Student loans are indeed a hot topic this election and all these students taking on debt. It appears so much so that we have seen a boost in turnout for the primary elections. The Center for Information & Research on Civic Learning and Engagement, or CIRCLE, found that people between the ages of 17 and 29 who cast their ballot were a greater number than in 2008 which was a year that saw a spike for the Democratic nomination. On the Republican side of things, CIRCLE showed a larger boost in voters when compared to 2008.

Although this may be true, part of the reason might have been Bernie Sanders who was very popular among that age group of votes. Consequently, only time will tell if the voters concerned about their student loans will show up and vote with their lack of dollar. But there is a more than slight chance they won’t but even if they do, “There’s also danger that their disillusionment because their candidate lost could result in them going to a third party candidate.” Hoffman said. Hoffman also pointed out that the Green Party and the Libertarian Party as two that often appeal to younger voters. A protest vote is another likely outcome, in which Sanders supporters throw their vote at Trump. “A disaffected voter, whatever age, is a disaffected voter,” said Hoffman.
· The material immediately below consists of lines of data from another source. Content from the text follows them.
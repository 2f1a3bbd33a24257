//! SQLite bootstrap for the file-backed storage medium.
//!
//! # Responsibility
//! - Open and configure SQLite connections shared by every context.
//! - Bring the `records` schema up to date before any record is touched.
//!
//! # Invariants
//! - Schema version lives in `PRAGMA user_version`.
//! - A file written by a newer binary is refused, never downgraded.

use std::error::Error;
use std::fmt::{Display, Formatter};

pub mod migrations;
mod open;

pub use open::{open_db, open_db_in_memory};

pub type DbResult<T> = Result<T, DbError>;

/// Storage bootstrap failure.
#[derive(Debug)]
pub enum DbError {
    /// Connection-level SQLite failure.
    Sqlite(rusqlite::Error),
    /// The file carries a schema this binary does not know.
    SchemaTooNew { found: u32, supported: u32 },
    /// One migration script failed; nothing from the batch was committed.
    MigrationFailed {
        version: u32,
        source: rusqlite::Error,
    },
}

impl Display for DbError {
    fn fmt(&self, f: &mut Formatter<'_>) -> std::fmt::Result {
        match self {
            Self::Sqlite(err) => write!(f, "sqlite: {err}"),
            Self::SchemaTooNew { found, supported } => write!(
                f,
                "storage schema v{found} is newer than this build supports (v{supported})"
            ),
            Self::MigrationFailed { version, source } => {
                write!(f, "storage migration v{version} failed: {source}")
            }
        }
    }
}

impl Error for DbError {
    fn source(&self) -> Option<&(dyn Error + 'static)> {
        match self {
            Self::Sqlite(err) | Self::MigrationFailed { source: err, .. } => Some(err),
            Self::SchemaTooNew { .. } => None,
        }
    }
}

impl From<rusqlite::Error> for DbError {
    fn from(value: rusqlite::Error) -> Self {
        Self::Sqlite(value)
    }
}
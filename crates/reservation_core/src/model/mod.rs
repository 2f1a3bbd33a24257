//! Domain records owned by the stores.
//!
//! # Responsibility
//! - Define the identity and reservation shapes persisted as durable records.
//! - Keep slot normalization in one place.
//!
//! # Invariants
//! - Identity ids are generated once and never reassigned.
//! - Slot lists are always deduplicated and sorted ascending.

pub mod calendar;
pub mod identity;
//! File-backed medium shared across processes.
//!
//! # Responsibility
//! - Store whole-value records in the `records` table.
//! - Discover writes made by other processes through revision polling.
//!
//! # Invariants
//! - Every write or removal takes a revision greater than any stored one.
//! - Removal leaves a tombstone (`value IS NULL`) so pollers observe it.
//! - Events are only emitted for rows whose origin is another context.
//! - Writes run in IMMEDIATE transactions; concurrent writers queue on the
//!   busy timeout instead of failing.

use super::{
    lock, ChangeListener, ContextId, ListenerRegistry, MediumError, MediumResult, StorageEvent,
    StorageMedium, SubscriptionId,
};
use crate::db::{open_db, open_db_in_memory};
use log::{debug, info};
use rusqlite::{params, Connection, OptionalExtension, TransactionBehavior};
use std::path::Path;
use std::sync::Mutex;
use uuid::Uuid;

struct SqliteState {
    conn: Connection,
    /// Highest revision already observed by `poll_external_changes`.
    watermark: i64,
}

/// One context handle over a SQLite-backed storage area.
pub struct SqliteMedium {
    context: ContextId,
    state: Mutex<SqliteState>,
    listeners: ListenerRegistry,
}

impl SqliteMedium {
    /// Opens (or creates) the storage file at `path` as a new context.
    pub fn open(path: impl AsRef<Path>) -> MediumResult<Self> {
        let conn = open_db(path)?;
        Self::from_connection(conn)
    }

    /// Opens a private in-memory storage area.
    pub fn open_in_memory() -> MediumResult<Self> {
        let conn = open_db_in_memory()?;
        Self::from_connection(conn)
    }

    /// Wraps an already migrated connection.
    ///
    /// Changes stored before this call are treated as already observed.
    pub fn from_connection(conn: Connection) -> MediumResult<Self> {
        let watermark = max_revision(&conn)?;
        let context = Uuid::new_v4();
        info!(
            "event=medium_open module=medium status=ok backend=sqlite context={} revision={}",
            context, watermark
        );
        Ok(Self {
            context,
            state: Mutex::new(SqliteState { conn, watermark }),
            listeners: ListenerRegistry::default(),
        })
    }

    /// Checks for writes made by other contexts since the last poll.
    ///
    /// Each changed key yields one event (intermediate writes to the same key
    /// collapse into the latest). Returns the number of events dispatched.
    pub fn poll_external_changes(&self) -> MediumResult<usize> {
        let changed = {
            let mut state = lock(&self.state);
            let mut stmt = state.conn.prepare(
                "SELECT key, origin, revision
                 FROM records
                 WHERE revision > ?1
                 ORDER BY revision ASC;",
            )?;
            let rows = stmt
                .query_map([state.watermark], |row| {
                    Ok((
                        row.get::<_, String>(0)?,
                        row.get::<_, String>(1)?,
                        row.get::<_, i64>(2)?,
                    ))
                })?
                .collect::<Result<Vec<_>, _>>()?;
            drop(stmt);

            if let Some((_, _, revision)) = rows.last() {
                state.watermark = *revision;
            }
            rows
        };

        let mut events = Vec::new();
        for (key, origin, _) in changed {
            let origin = Uuid::parse_str(&origin).map_err(|_| {
                MediumError::InvalidData(format!("invalid origin `{origin}` in records.origin"))
            })?;
            if origin != self.context {
                events.push(StorageEvent { key, origin });
            }
        }

        for event in &events {
            let delivered = self.listeners.dispatch(event);
            debug!(
                "event=medium_notify module=medium status=ok backend=sqlite key={} origin={} listeners={}",
                event.key, event.origin, delivered
            );
        }
        Ok(events.len())
    }

    fn write_value(&self, key: &str, value: Option<&str>) -> MediumResult<()> {
        let mut state = lock(&self.state);
        // Take the write lock before reading so a busy file waits on
        // busy_timeout instead of failing the lock upgrade.
        let tx = state
            .conn
            .transaction_with_behavior(TransactionBehavior::Immediate)?;

        let existing: Option<Option<String>> = tx
            .query_row(
                "SELECT value FROM records WHERE key = ?1;",
                [key],
                |row| row.get(0),
            )
            .optional()?;
        if existing.flatten().as_deref() == value {
            return Ok(());
        }

        let revision = max_revision(&tx)? + 1;
        tx.execute(
            "INSERT INTO records (key, value, origin, revision)
             VALUES (?1, ?2, ?3, ?4)
             ON CONFLICT(key) DO UPDATE SET
                value = excluded.value,
                origin = excluded.origin,
                revision = excluded.revision,
                updated_at = (strftime('%s', 'now') * 1000);",
            params![key, value, self.context.to_string(), revision],
        )?;
        tx.commit()?;
        Ok(())
    }
}

impl StorageMedium for SqliteMedium {
    fn context_id(&self) -> ContextId {
        self.context
    }

    fn get_item(&self, key: &str) -> MediumResult<Option<String>> {
        let state = lock(&self.state);
        let value: Option<Option<String>> = state
            .conn
            .query_row(
                "SELECT value FROM records WHERE key = ?1;",
                [key],
                |row| row.get(0),
            )
            .optional()?;
        Ok(value.flatten())
    }

    fn set_item(&self, key: &str, value: &str) -> MediumResult<()> {
        self.write_value(key, Some(value))
    }

    fn remove_item(&self, key: &str) -> MediumResult<()> {
        self.write_value(key, None)
    }

    fn subscribe(&self, listener: ChangeListener) -> SubscriptionId {
        self.listeners.add(self.context, listener)
    }

    fn unsubscribe(&self, id: SubscriptionId) -> bool {
        self.listeners.remove(id)
    }
}

fn max_revision(conn: &Connection) -> MediumResult<i64> {
    let revision = conn.query_row(
        "SELECT COALESCE(MAX(revision), 0) FROM records;",
        [],
        |row| row.get::<_, i64>(0),
    )?;
    Ok(revision)
}
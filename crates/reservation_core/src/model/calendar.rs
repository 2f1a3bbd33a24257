//! Reservation calendar shapes.
//!
//! # Invariants
//! - A date-key present in a [`Calendar`] maps to a non-empty slot set.
//! - Slot sets are duplicate-free and iterate in ascending order.
//! - Persisted entries are ordered by ascending date.

use serde::{Deserialize, Serialize};
use std::collections::{BTreeMap, BTreeSet};

/// In-memory calendar: date-key to reserved slot labels.
pub type Calendar = BTreeMap<String, BTreeSet<String>>;

/// One date and its reserved slots, as persisted and listed.
#[derive(Debug, Clone, PartialEq, Eq, Serialize, Deserialize)]
pub struct ReservationEntry {
    pub date: String,
    pub slots: Vec<String>,
}

impl ReservationEntry {
    pub fn new(date: impl Into<String>, slots: &BTreeSet<String>) -> Self {
        Self {
            date: date.into(),
            slots: slots.iter().cloned().collect(),
        }
    }
}

/// Deduplicates and sorts slot labels.
pub fn normalize_slots<I, S>(slots: I) -> BTreeSet<String>
where
    I: IntoIterator<Item = S>,
    S: Into<String>,
{
    slots.into_iter().map(Into::into).collect()
}

/// Builds a calendar from persisted entries.
///
/// Entries with an empty date or no slots are dropped; a date repeated in
/// the payload keeps its last occurrence.
pub fn calendar_from_entries(entries: Vec<ReservationEntry>) -> Calendar {
    let mut calendar = Calendar::new();
    for entry in entries {
        if entry.date.is_empty() {
            continue;
        }
        let slots = normalize_slots(entry.slots);
        if slots.is_empty() {
            calendar.remove(&entry.date);
        } else {
            calendar.insert(entry.date, slots);
        }
    }
    calendar
}

/// Flattens a calendar into date-ordered entries.
pub fn entries_from_calendar(calendar: &Calendar) -> Vec<ReservationEntry> {
    calendar
        .iter()
        .map(|(date, slots)| ReservationEntry::new(date.as_str(), slots))
        .collect()
}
Even so, if there is one thing that will make the youth vote turn out to polls it is going to be student loans. With a current, outrageous total of $1.3 Trillion of student loans outstanding, it would not be shocking to see record-setting numbers come out to vote. Especially, if one of the candidates can come up with a comprehensive solution to help today’s youth facing such tragic debt. Not only that but they have to get the college students to hear it.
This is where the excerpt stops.